| Directions |
Return every line in the entries below where the word "ZksbtError" shows up.

| The data |
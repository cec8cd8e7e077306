//! Backend bookkeeping keys for accepted proofs.

use ark_bn254::Fr;
use ethers::abi::{encode, Token};
use ethers::types::U256;
use std::fmt;
use std::sync::Arc;
use tracing::{debug, warn};
use zksbt_crypto::keccak256;
use zksbt_types::{ZksbtError, ZksbtResult};

use crate::addressing::PoolKey;
use crate::config::ProverConfig;
use crate::field::{fr_to_decimal, fr_to_u256};
use crate::group::MerkleGroup;
use crate::identity::{CredentialBinding, LeafScheme};
use crate::proof::{
    verify_offchain, CircuitProfile, FlatProof, IdentityProfile, IdentityProof, VerificationKey,
    Verifier,
};

#[derive(Clone, Copy, PartialEq, Eq, Hash)]
pub struct ProofKey(pub [u8; 32]);

impl ProofKey {
    pub fn to_hex(&self) -> String {
        format!("0x{}", hex::encode(self.0))
    }
}

impl fmt::Debug for ProofKey {
    fn fmt(&self, f: &mut fmt::Formatter<'_>) -> fmt::Result {
        write!(f, "ProofKey({})", self.to_hex())
    }
}

impl fmt::Display for ProofKey {
    fn fmt(&self, f: &mut fmt::Formatter<'_>) -> fmt::Result {
        write!(f, "{}", self.to_hex())
    }
}

/// `keccak256(abi.encode(uint256[8] proof, uint256 claimant, uint64 category,
/// string attribute, uint128 sbtId, uint256 salt))`
pub fn proof_key(
    claimant: &Fr,
    pool: &PoolKey,
    sbt_id: u128,
    salt: &Fr,
    proof: &FlatProof,
) -> ProofKey {
    let words = proof.as_words().iter().copied().map(Token::Uint).collect();
    let encoded = encode(&[
        Token::FixedArray(words),
        Token::Uint(fr_to_u256(claimant)),
        Token::Uint(U256::from(pool.category.0)),
        Token::String(pool.attribute.to_string()),
        Token::Uint(U256::from(sbt_id)),
        Token::Uint(fr_to_u256(salt)),
    ]);
    ProofKey(keccak256(&encoded))
}

/// Derives proof keys only for identity proofs that verify, are made for
/// the claimant under the pool's salt, and whose claimant holds the
/// credential in the pool's group.
pub struct ProofKeyBinder {
    verifier: Arc<dyn Verifier>,
    vk: VerificationKey,
    scheme: LeafScheme,
}

impl ProofKeyBinder {
    /// `vk` is the identity circuit's key; `scheme` is how the pool's leaves
    /// are derived from commitments.
    pub fn new(verifier: Arc<dyn Verifier>, vk: VerificationKey, scheme: LeafScheme) -> Self {
        Self {
            verifier,
            vk,
            scheme,
        }
    }

    pub fn from_config(
        verifier: Arc<dyn Verifier>,
        config: &ProverConfig,
        scheme: LeafScheme,
    ) -> ZksbtResult<Self> {
        Ok(Self::new(verifier, config.load_identity_verification_key()?, scheme))
    }

    pub async fn bind_verified(
        &self,
        claimant: &Fr,
        group: &MerkleGroup,
        binding: &CredentialBinding,
        salt: &Fr,
        proof: &IdentityProof,
    ) -> ZksbtResult<ProofKey> {
        let pool = group.pool();
        let failed = |reason: String| ZksbtError::VerificationFailed {
            pool: pool.to_string(),
            salt: fr_to_decimal(salt),
            reason,
        };

        let expected = [*claimant, proof.nullifier_hash, *salt];
        if proof.public_signals.len() != IdentityProfile::PUBLIC_SIGNALS.len() {
            return Err(failed(format!(
                "identity proof exposes {} signals",
                proof.public_signals.len()
            )));
        }
        if proof.public_signals[0] != expected[0] {
            return Err(failed(format!(
                "proof is for identity {}",
                fr_to_decimal(&proof.public_signals[0])
            )));
        }
        if proof.public_signals[1] != expected[1] {
            return Err(failed("nullifier hash does not match the proof".into()));
        }
        if proof.public_signals[2] != expected[2] {
            return Err(failed(format!(
                "proof is bound to salt {}",
                fr_to_decimal(&proof.public_signals[2])
            )));
        }

        let leaf = self.scheme.identity_commitment(*claimant, Some(binding))?;
        if group.index_of(&leaf).is_none() {
            warn!(
                "Refusing proof key for pool {}: sbt {} is not held by the claimant",
                pool, binding.sbt_id
            );
            return Err(ZksbtError::MemberNotFound {
                pool: pool.to_string(),
                leaf: fr_to_decimal(&leaf),
            });
        }

        let valid = verify_offchain(self.verifier.clone(), &proof.proof, &expected, &self.vk).await?;
        if !valid {
            warn!("Refusing proof key for pool {}: proof did not verify", pool);
            return Err(failed("proof did not verify".into()));
        }

        let key = proof_key(claimant, pool, binding.sbt_id, salt, &proof.proof);
        debug!("Bound proof key {} for pool {}", key, pool);
        Ok(key)
    }
}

| Result |
use zksbt_types::{ZksbtError, ZksbtResult};
        let failed = |reason: String| ZksbtError::VerificationFailed {
            return Err(ZksbtError::MemberNotFound {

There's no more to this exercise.